09 de julho de 2026
Internacional

Obama condena violência no Egito e cancela exercício militar conjunto

Folhapress
| Tempo de leitura: 2 min

O presidente americano, Barack Obama, anunciou o cancelamento de exercícios militares entre EUA e Egito, previstos para o mês que vem, como reação à repressão violenta da junta militar que derrubou Mohammad Mursi, que matou ao menos 525 pessoas em apenas três dias nas ruas da capital egípcia, Cairo.


"Nossa tradicional cooperação não pode continuar enquanto civis estão sendo mortos", afirmou. A operação militar conjunta acontece a cada dois anos. "Ao povo egípcio, quero dizer que essa escalada de violência deve parar."

Reuters

Obama condena violência no Egito e cancela exercício militar conjunto

Ele não anunciou o cancelamento da ajuda financeira de US$ 1,5 bilhão (R$ 3,45 bilhões) que os EUA enviam anualmente ao país, principalmente em armamento americano, mas indicou que "outros passos poderiam ser tomados" se a violência persistir.
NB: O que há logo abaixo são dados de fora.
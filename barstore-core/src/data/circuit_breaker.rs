//! Circuit breaker for provider rate limiting and IP bans.
//!
//! Repeated failures (or a single HTTP 403) open the breaker; every request
//! is refused until the cooldown has elapsed.

use std::sync::Mutex;
use std::time::{Duration, Instant};

#[derive(Debug, Clone, Copy, PartialEq, Eq)]
pub enum BreakerState {
    /// Requests are allowed.
    Closed,
    /// Requests are refused until `tripped_at + cooldown`.
    Open { tripped_at: Instant },
}

#[derive(Debug)]
struct Inner {
    state: BreakerState,
    consecutive_failures: u32,
}

/// Shared breaker; one instance guards one provider across all fetch threads.
#[derive(Debug)]
pub struct CircuitBreaker {
    inner: Mutex<Inner>,
    cooldown: Duration,
    failure_threshold: u32,
}

impl CircuitBreaker {
    pub fn new(cooldown: Duration, failure_threshold: u32) -> Self {
        Self {
            inner: Mutex::new(Inner {
                state: BreakerState::Closed,
                consecutive_failures: 0,
            }),
            cooldown,
            failure_threshold: failure_threshold.max(1),
        }
    }

    /// 30-minute cooldown, trips after 3 consecutive failures.
    pub fn default_provider() -> Self {
        Self::new(Duration::from_secs(30 * 60), 3)
    }

    pub fn state(&self) -> BreakerState {
        self.inner.lock().unwrap().state
    }

    /// Check if requests are currently allowed, closing an expired breaker.
    pub fn is_allowed(&self) -> bool {
        let mut inner = self.inner.lock().unwrap();
        match inner.state {
            BreakerState::Closed => true,
            BreakerState::Open { tripped_at } if tripped_at.elapsed() >= self.cooldown => {
                inner.state = BreakerState::Closed;
                inner.consecutive_failures = 0;
                true
            }
            BreakerState::Open { .. } => false,
        }
    }

    pub fn record_success(&self) {
        self.inner.lock().unwrap().consecutive_failures = 0;
    }

    pub fn record_failure(&self) {
        let mut inner = self.inner.lock().unwrap();
        inner.consecutive_failures += 1;
        if inner.consecutive_failures >= self.failure_threshold {
            tracing::warn!(
                failures = inner.consecutive_failures,
                "provider circuit breaker tripped"
            );
            inner.state = BreakerState::Open {
                tripped_at: Instant::now(),
            };
        }
    }

    /// Open immediately (HTTP 403 / IP ban).
    pub fn trip(&self) {
        tracing::warn!("provider circuit breaker tripped by hard refusal");
        self.inner.lock().unwrap().state = BreakerState::Open {
            tripped_at: Instant::now(),
        };
    }

    /// Remaining cooldown (zero when closed).
    pub fn remaining_cooldown(&self) -> Duration {
        match self.inner.lock().unwrap().state {
            BreakerState::Closed => Duration::ZERO,
            BreakerState::Open { tripped_at } => self.cooldown.saturating_sub(tripped_at.elapsed()),
        }
    }
}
O presidente não usou a palavra "golpe" para se referir à derrubada de Mursi em 3 de julho -pela lei americana, a ajuda financeira deveria ser interrompida após a ocorrência de um golpe.


Obama disse que espera esforços de "conciliação nacional" e que o respeito "às mulheres e minorias religiosas" se reestabeleça. Ele fez críticas a Mursi ("eleito democraticamente, mas que não fez um governo inclusivo") e que "milhões, talvez a maioria dos egípcios, queriam uma mudança de curso".


Mursi, membro da Irmandade Muçulmana, ficou apenas um ano no poder, em uma gestão turbulenta, acusado de tentar oprimir minorias e liberdades civis.


Muitos militares atualmente no poder fizeram parte da longa ditadura de Hosni Mubarak (1981-2011), apoiada pelos Estados Unidos -vários generais egípcios são treinados em academias militares americanas.


Mohammed El-Baradei, prêmio Nobel da Paz, que aceitou ser vice-presidente do governo que sucedeu à derrubada de Mursi, renunciou diante da repressão.


O secretário de Estado americano, John Kerry, chegou a afirmar que os militares que derrubaram Mursi "estavam tentando restaurar a democracia". O comentário foi considerado uma gafe até na Casa Branca.


No final de seu pronunciamento, gravado em Martha's Vineyard, onde passa uma semana de férias, Obama pediu que egípcios, pró ou contra Mursi, não culpem os EUA pela situação no país. "São os próprios egípcios que precisam fazer essa mudança. Não há transição democrática que não leve anos e até mesmo algumas gerações."